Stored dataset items
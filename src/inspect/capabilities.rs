//! File capability drift against the allowed capabilities list.

use super::{PairedCheck, RunContext};
use crate::model::{FileEntry, PackageMetadata, Severity, Verb, WaiverAuthority};
use crate::peers::PackagePeer;
use crate::results::FindingParams;

/// Security rule action remapping unlisted capability findings.
pub const ACTION_CAPS: &str = "caps";

#[derive(Debug, Clone, Copy, Default)]
pub struct Capabilities;

impl Capabilities {
    pub const NAME: &'static str = "capabilities";
}

impl PairedCheck for Capabilities {
    fn name(&self) -> &'static str {
        Self::NAME
    }

    fn check_peer(&self, ctx: &RunContext<'_>, peer: &PackagePeer) {
        let Some(snapshot) = peer.after().and_then(|id| ctx.peers.snapshot(id)) else {
            return;
        };
        let meta = snapshot.metadata().as_ref();

        for c in ctx.peers.correlations(peer) {
            let Some(after) = c.after else {
                continue;
            };
            if ctx.is_ignored(Self::NAME, &after.localpath) {
                continue;
            }
            check_file(ctx, meta, c.before, after);
        }
    }
}

fn check_file(
    ctx: &RunContext<'_>,
    meta: &PackageMetadata,
    before: Option<&FileEntry>,
    after: &FileEntry,
) {
    let path = after.localpath.as_str();
    let old = before.and_then(|b| b.capabilities.as_deref());
    let new = after.capabilities.as_deref();

    let Some(new) = new else {
        if let Some(old) = old {
            ctx.report(
                finding(
                    meta,
                    path,
                    Severity::Verify,
                    Verb::Removed,
                    format!("{path} in {} lost capabilities {old}", meta.nvr()),
                )
                .with_remedy("Make sure the program no longer needs its capabilities."),
            );
        }
        return;
    };
    if old == Some(new) {
        return;
    }

    let verb = if old.is_some() {
        Verb::Changed
    } else {
        Verb::Added
    };
    let change = match old {
        Some(old) => format!("changed capabilities from {old} to {new}"),
        None => format!("gained capabilities {new}"),
    };

    match ctx.config.allowed_capabilities(&meta.name, path) {
        Some(allowed) if allowed == new => ctx.report(finding(
            meta,
            path,
            Severity::Info,
            verb,
            format!("{path} in {} {change}, as listed", meta.nvr()),
        )),
        allowed => {
            let severity = ctx.action_severity(meta, ACTION_CAPS, Severity::Bad);
            let mut params = finding(
                meta,
                path,
                severity,
                verb,
                format!("{path} in {} {change}", meta.nvr()),
            )
            .with_waiver(WaiverAuthority::Security)
            .with_remedy("New file capabilities need a security review.");
            if let Some(allowed) = allowed {
                params = params.with_details(format!("The capabilities list allows {allowed}"));
            }
            ctx.report(params);
        }
    }
}

fn finding(
    meta: &PackageMetadata,
    path: &str,
    severity: Severity,
    verb: Verb,
    message: String,
) -> FindingParams {
    FindingParams::new(Capabilities::NAME, severity, verb, message)
        .with_noun(format!("file {path}"))
        .with_file(path)
        .with_package(meta)
}

#[cfg(test)]
mod tests {
    use super::*;
    use crate::cache::BuildCaches;
    use crate::config::{CapsEntry, RunConfig};
    use crate::inspect::InspectionRun;
    use crate::model::{BuildSide, PackageSnapshot};
    use crate::policy::SecurityPolicyResolver;
    use std::sync::Arc;

    fn ping(caps: Option<&str>) -> FileEntry {
        let entry = FileEntry::new("/usr/bin/ping").with_checksum("p");
        match caps {
            Some(caps) => entry.with_capabilities(caps),
            None => entry,
        }
    }

    fn run(config: RunConfig, before: FileEntry, after: FileEntry) -> Vec<(Severity, Verb)> {
        let snapshot = |side, file| {
            PackageSnapshot::new(Arc::new(PackageMetadata::new("iputils", "2", "1")), side)
                .with_files(vec![file])
        };
        let run = InspectionRun::new(
            config,
            BuildCaches::new(),
            SecurityPolicyResolver::default(),
            vec![snapshot(BuildSide::Before, before)],
            vec![snapshot(BuildSide::After, after)],
        )
        .expect("run");
        let ctx = run.context();
        for peer in ctx.peers.peers() {
            Capabilities.check_peer(&ctx, peer);
        }
        run.results()
            .findings()
            .into_iter()
            .map(|f| (f.severity, f.verb))
            .collect()
    }

    fn listed() -> RunConfig {
        RunConfig::builder()
            .capabilities(CapsEntry::new("iputils", "/usr/bin/ping", "cap_net_raw=p"))
            .build()
    }

    #[test]
    fn test_unlisted_new_capabilities_are_bad() {
        let findings = run(RunConfig::default(), ping(None), ping(Some("cap_net_raw=p")));
        assert_eq!(findings, vec![(Severity::Bad, Verb::Added)]);
    }

    #[test]
    fn test_listed_capabilities_are_info() {
        let findings = run(listed(), ping(None), ping(Some("cap_net_raw=p")));
        assert_eq!(findings, vec![(Severity::Info, Verb::Added)]);
    }

    #[test]
    fn test_capabilities_differing_from_list_are_bad() {
        let findings = run(
            listed(),
            ping(Some("cap_net_raw=p")),
            ping(Some("cap_net_raw,cap_net_admin=ep")),
        );
        assert_eq!(findings, vec![(Severity::Bad, Verb::Changed)]);
    }

    #[test]
    fn test_unchanged_and_lost_capabilities() {
        let same = run(
            RunConfig::default(),
            ping(Some("cap_net_raw=p")),
            ping(Some("cap_net_raw=p")),
        );
        assert!(same.is_empty());

        let lost = run(RunConfig::default(), ping(Some("cap_net_raw=p")), ping(None));
        assert_eq!(lost, vec![(Severity::Verify, Verb::Removed)]);
    }
}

What you are asked to do: Wherever the word "RunConfig" appears in the entries above, copy that line.

Reply:
    use crate::config::{CapsEntry, RunConfig};
    fn run(config: RunConfig, before: FileEntry, after: FileEntry) -> Vec<(Severity, Verb)> {
    fn listed() -> RunConfig {
        RunConfig::builder()
        let findings = run(RunConfig::default(), ping(None), ping(Some("cap_net_raw=p")));
            RunConfig::default(),
        let lost = run(RunConfig::default(), ping(Some("cap_net_raw=p")), ping(None));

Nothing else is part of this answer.